### [EXERCISE AIM]
Retype, word for word, every line from the one holding "pub fn is_registered<T: Component>(&self)" through the one holding "pub(crate) use column::new_column;" in the entries below, both included, and only those lines.

### [SOURCE INFORMATION]
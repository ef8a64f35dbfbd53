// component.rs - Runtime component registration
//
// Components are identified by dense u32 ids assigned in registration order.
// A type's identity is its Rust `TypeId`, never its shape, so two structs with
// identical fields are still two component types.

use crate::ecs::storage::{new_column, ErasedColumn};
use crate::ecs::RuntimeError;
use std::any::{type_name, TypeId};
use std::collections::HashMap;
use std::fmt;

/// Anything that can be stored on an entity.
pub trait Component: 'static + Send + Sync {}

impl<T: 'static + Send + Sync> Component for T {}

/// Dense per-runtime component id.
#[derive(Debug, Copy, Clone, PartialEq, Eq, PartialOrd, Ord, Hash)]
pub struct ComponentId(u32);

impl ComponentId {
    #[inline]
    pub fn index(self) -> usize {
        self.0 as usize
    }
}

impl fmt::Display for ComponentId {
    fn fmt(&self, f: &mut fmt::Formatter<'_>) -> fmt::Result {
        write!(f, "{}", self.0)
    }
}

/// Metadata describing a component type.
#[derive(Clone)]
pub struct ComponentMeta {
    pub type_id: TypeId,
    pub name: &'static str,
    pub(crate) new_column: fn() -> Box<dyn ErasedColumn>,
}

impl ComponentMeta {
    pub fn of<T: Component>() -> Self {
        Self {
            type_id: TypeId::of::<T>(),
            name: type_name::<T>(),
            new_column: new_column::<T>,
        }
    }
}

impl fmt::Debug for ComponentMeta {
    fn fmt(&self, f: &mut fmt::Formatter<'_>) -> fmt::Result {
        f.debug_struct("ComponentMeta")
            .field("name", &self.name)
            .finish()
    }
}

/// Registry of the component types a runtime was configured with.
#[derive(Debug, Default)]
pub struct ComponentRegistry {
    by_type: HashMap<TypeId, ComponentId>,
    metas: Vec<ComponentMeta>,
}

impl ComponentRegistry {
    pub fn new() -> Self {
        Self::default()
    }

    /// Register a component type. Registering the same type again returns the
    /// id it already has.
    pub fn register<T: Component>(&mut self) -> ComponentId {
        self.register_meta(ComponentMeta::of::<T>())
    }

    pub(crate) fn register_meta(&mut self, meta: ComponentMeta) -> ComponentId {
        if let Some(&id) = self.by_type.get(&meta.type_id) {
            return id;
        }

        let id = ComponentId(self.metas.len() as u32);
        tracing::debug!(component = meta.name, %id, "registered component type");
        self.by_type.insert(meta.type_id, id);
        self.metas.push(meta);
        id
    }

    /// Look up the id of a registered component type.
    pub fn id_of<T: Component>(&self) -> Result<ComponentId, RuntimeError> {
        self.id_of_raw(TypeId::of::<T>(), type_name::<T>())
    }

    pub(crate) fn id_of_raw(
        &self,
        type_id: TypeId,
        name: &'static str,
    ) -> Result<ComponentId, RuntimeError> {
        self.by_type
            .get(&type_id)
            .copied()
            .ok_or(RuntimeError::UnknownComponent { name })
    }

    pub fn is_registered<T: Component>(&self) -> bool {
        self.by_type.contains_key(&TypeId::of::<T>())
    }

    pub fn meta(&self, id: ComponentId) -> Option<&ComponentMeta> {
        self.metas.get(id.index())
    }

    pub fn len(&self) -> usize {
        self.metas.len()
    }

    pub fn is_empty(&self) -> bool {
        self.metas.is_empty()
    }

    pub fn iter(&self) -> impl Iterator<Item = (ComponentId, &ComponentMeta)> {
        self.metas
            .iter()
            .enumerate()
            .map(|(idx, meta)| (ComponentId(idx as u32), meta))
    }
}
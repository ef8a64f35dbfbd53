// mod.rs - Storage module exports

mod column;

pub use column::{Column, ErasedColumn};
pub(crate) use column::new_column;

---

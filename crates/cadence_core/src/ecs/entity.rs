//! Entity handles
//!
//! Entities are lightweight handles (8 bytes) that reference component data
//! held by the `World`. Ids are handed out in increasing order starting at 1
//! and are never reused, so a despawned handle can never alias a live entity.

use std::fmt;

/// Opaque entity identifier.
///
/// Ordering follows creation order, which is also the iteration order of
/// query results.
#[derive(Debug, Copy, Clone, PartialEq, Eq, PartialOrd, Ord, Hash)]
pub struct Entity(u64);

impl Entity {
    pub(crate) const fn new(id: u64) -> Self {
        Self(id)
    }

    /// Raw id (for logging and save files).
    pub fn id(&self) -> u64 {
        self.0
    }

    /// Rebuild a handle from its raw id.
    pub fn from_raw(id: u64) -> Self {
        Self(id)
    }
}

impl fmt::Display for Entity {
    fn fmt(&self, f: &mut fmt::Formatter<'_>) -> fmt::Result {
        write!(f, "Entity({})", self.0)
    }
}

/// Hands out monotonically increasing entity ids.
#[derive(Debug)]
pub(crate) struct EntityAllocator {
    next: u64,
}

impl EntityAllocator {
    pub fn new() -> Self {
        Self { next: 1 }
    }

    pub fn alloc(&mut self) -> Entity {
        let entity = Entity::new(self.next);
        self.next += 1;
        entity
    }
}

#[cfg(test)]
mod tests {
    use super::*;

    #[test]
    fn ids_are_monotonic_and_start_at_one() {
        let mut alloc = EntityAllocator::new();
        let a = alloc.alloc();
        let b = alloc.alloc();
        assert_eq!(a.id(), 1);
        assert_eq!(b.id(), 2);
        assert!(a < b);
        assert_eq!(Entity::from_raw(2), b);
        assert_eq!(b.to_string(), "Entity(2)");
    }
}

### [YOUR SOLUTION]
    pub fn is_registered<T: Component>(&self) -> bool {
        self.by_type.contains_key(&TypeId::of::<T>())
    }

    pub fn meta(&self, id: ComponentId) -> Option<&ComponentMeta> {
        self.metas.get(id.index())
    }

    pub fn len(&self) -> usize {
        self.metas.len()
    }

    pub fn is_empty(&self) -> bool {
        self.metas.is_empty()
    }

    pub fn iter(&self) -> impl Iterator<Item = (ComponentId, &ComponentMeta)> {
        self.metas
            .iter()
            .enumerate()
            .map(|(idx, meta)| (ComponentId(idx as u32), meta))
    }
}
repository ef8a64f35dbfbd53
// mod.rs - Storage module exports

mod column;

pub use column::{Column, ErasedColumn};
pub(crate) use column::new_column;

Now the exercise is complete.